_Task requirements_
Your answer should be the exact lines of the data below from the one containing "std::process::exit(exit_code);" through the one containing "impl From<CalculationError> for"; please include nothing else.

Records shown Start Marker

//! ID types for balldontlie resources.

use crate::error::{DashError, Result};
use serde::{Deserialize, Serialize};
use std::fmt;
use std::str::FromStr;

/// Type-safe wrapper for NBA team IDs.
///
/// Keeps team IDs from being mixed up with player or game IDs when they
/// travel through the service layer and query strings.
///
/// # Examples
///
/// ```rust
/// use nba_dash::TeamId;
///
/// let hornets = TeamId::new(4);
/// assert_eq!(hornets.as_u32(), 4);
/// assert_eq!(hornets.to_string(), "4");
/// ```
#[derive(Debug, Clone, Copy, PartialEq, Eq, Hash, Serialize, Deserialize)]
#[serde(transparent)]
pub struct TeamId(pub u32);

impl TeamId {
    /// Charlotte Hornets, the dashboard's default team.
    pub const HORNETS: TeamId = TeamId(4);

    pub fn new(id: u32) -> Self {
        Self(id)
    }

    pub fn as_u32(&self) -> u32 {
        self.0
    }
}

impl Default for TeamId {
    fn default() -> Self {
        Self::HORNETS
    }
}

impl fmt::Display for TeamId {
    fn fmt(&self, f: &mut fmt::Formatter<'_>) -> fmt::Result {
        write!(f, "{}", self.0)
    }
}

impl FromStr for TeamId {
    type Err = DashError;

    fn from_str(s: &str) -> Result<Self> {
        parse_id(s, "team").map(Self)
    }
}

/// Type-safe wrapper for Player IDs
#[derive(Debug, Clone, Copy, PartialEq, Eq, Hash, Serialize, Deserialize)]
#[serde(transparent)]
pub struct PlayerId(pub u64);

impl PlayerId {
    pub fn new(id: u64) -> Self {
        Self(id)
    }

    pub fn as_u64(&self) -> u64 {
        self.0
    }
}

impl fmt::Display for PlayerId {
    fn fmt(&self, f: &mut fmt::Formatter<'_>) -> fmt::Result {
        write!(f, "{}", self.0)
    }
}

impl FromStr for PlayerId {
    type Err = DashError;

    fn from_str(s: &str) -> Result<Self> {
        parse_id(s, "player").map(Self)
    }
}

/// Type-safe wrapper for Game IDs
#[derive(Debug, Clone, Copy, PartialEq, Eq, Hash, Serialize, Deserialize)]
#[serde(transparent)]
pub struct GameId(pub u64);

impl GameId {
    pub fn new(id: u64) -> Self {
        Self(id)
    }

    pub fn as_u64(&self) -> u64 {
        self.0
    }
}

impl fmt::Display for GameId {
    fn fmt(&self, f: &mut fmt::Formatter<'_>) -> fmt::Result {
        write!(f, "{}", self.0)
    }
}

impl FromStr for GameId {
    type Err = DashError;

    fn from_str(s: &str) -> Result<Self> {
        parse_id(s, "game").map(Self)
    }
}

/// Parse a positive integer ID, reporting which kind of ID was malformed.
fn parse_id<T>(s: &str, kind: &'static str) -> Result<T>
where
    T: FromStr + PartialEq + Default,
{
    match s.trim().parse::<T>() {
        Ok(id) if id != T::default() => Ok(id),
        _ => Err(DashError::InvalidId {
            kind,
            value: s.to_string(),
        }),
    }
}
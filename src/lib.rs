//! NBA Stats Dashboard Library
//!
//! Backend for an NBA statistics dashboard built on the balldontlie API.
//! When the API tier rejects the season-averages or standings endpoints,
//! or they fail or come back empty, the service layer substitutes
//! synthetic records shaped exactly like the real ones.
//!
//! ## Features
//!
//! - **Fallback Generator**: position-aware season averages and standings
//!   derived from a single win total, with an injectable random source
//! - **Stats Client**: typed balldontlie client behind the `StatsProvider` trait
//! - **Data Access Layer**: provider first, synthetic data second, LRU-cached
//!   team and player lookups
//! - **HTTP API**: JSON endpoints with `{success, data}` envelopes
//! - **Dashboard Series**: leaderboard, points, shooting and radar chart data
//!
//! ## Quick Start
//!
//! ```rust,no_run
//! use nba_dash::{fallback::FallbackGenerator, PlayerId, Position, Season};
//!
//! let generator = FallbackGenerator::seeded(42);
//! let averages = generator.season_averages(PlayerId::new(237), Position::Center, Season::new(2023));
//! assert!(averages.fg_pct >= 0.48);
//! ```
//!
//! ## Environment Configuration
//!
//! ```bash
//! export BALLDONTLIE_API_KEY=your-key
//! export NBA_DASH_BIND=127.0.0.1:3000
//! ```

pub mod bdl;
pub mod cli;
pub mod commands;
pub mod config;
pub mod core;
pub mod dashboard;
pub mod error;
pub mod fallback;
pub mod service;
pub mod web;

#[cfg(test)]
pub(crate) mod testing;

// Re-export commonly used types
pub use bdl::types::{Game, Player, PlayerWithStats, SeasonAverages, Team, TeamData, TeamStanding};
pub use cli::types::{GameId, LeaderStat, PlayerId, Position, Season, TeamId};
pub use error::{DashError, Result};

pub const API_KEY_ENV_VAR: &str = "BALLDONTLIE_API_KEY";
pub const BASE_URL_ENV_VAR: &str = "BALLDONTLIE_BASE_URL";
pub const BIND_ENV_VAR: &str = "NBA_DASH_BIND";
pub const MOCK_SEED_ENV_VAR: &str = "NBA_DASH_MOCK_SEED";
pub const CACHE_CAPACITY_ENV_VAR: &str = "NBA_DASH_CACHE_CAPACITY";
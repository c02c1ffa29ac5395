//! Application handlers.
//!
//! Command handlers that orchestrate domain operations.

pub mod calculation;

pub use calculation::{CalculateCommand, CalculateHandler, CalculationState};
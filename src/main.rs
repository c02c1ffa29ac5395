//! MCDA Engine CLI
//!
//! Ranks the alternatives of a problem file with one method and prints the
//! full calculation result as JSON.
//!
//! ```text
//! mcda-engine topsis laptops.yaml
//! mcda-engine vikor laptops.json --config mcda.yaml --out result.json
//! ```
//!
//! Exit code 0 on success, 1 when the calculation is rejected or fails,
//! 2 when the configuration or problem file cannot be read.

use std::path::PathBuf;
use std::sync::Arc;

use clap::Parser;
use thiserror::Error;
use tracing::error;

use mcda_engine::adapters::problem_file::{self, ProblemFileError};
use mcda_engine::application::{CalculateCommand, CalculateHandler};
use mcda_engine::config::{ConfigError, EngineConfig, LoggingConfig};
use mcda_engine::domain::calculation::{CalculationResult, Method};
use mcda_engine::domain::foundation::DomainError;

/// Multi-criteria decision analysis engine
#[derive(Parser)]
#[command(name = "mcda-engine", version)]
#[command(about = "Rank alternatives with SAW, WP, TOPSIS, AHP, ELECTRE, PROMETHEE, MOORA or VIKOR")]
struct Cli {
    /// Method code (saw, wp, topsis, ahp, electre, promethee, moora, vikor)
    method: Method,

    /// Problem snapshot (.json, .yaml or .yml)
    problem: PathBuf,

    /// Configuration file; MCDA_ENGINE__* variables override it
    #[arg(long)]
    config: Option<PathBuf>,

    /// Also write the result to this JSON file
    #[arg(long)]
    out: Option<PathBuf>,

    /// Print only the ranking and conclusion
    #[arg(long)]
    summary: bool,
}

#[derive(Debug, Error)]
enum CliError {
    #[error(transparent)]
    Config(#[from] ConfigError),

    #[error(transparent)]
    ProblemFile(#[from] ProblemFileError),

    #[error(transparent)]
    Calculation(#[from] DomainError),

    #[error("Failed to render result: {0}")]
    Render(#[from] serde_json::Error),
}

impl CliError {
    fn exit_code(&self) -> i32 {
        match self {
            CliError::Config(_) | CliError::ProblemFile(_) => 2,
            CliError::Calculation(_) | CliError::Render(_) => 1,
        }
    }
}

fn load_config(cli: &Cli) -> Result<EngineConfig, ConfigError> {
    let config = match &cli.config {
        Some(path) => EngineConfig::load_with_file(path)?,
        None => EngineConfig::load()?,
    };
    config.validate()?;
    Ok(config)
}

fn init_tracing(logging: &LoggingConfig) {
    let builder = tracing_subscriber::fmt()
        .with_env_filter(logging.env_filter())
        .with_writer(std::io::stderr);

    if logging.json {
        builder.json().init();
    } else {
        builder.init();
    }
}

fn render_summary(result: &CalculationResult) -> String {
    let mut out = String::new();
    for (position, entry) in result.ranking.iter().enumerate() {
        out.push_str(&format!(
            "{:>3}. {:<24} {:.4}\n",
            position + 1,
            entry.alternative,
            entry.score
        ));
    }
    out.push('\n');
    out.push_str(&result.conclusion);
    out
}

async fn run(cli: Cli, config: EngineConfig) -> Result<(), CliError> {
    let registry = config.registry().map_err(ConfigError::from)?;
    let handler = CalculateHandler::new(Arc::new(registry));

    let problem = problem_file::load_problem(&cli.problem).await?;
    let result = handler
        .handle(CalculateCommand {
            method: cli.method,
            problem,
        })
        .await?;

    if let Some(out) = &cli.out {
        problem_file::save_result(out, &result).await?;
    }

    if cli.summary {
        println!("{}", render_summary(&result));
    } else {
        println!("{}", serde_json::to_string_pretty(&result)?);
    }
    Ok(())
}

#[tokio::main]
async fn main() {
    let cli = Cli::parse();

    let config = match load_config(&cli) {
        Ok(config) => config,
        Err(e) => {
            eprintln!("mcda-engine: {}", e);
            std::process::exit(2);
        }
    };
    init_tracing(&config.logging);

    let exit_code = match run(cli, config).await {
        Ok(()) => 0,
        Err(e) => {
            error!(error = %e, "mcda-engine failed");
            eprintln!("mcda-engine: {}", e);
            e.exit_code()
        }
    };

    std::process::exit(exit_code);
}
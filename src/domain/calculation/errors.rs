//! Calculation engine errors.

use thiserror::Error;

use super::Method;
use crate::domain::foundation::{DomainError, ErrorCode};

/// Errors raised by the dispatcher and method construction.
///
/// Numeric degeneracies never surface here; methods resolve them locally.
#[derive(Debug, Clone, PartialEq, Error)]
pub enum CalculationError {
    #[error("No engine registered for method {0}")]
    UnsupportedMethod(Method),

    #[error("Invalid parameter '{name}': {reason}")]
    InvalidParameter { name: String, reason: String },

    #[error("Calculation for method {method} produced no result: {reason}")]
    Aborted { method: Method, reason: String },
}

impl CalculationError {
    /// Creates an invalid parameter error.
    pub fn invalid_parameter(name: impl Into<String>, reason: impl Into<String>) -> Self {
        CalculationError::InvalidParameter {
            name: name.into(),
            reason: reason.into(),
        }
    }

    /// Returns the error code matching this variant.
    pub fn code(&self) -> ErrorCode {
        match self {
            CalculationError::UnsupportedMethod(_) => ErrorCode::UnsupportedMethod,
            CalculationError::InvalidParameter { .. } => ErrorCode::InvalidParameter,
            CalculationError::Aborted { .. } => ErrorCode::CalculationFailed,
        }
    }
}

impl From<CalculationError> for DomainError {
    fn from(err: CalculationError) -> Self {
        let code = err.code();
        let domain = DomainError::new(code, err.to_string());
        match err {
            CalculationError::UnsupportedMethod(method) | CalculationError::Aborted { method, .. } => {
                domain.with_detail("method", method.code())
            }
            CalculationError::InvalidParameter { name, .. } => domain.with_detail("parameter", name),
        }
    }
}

Records shown End Marker

_Expected output_
    std::process::exit(exit_code);
}
filename src/domain/calculation/errors.rs
//! Calculation engine errors.

use thiserror::Error;

use super::Method;
use crate::domain::foundation::{DomainError, ErrorCode};

/// Errors raised by the dispatcher and method construction.
///
/// Numeric degeneracies never surface here; methods resolve them locally.
#[derive(Debug, Clone, PartialEq, Error)]
pub enum CalculationError {
    #[error("No engine registered for method {0}")]
    UnsupportedMethod(Method),

    #[error("Invalid parameter '{name}': {reason}")]
    InvalidParameter { name: String, reason: String },

    #[error("Calculation for method {method} produced no result: {reason}")]
    Aborted { method: Method, reason: String },
}

impl CalculationError {
    /// Creates an invalid parameter error.
    pub fn invalid_parameter(name: impl Into<String>, reason: impl Into<String>) -> Self {
        CalculationError::InvalidParameter {
            name: name.into(),
            reason: reason.into(),
        }
    }

    /// Returns the error code matching this variant.
    pub fn code(&self) -> ErrorCode {
        match self {
            CalculationError::UnsupportedMethod(_) => ErrorCode::UnsupportedMethod,
            CalculationError::InvalidParameter { .. } => ErrorCode::InvalidParameter,
            CalculationError::Aborted { .. } => ErrorCode::CalculationFailed,
        }
    }
}

impl From<CalculationError> for DomainError {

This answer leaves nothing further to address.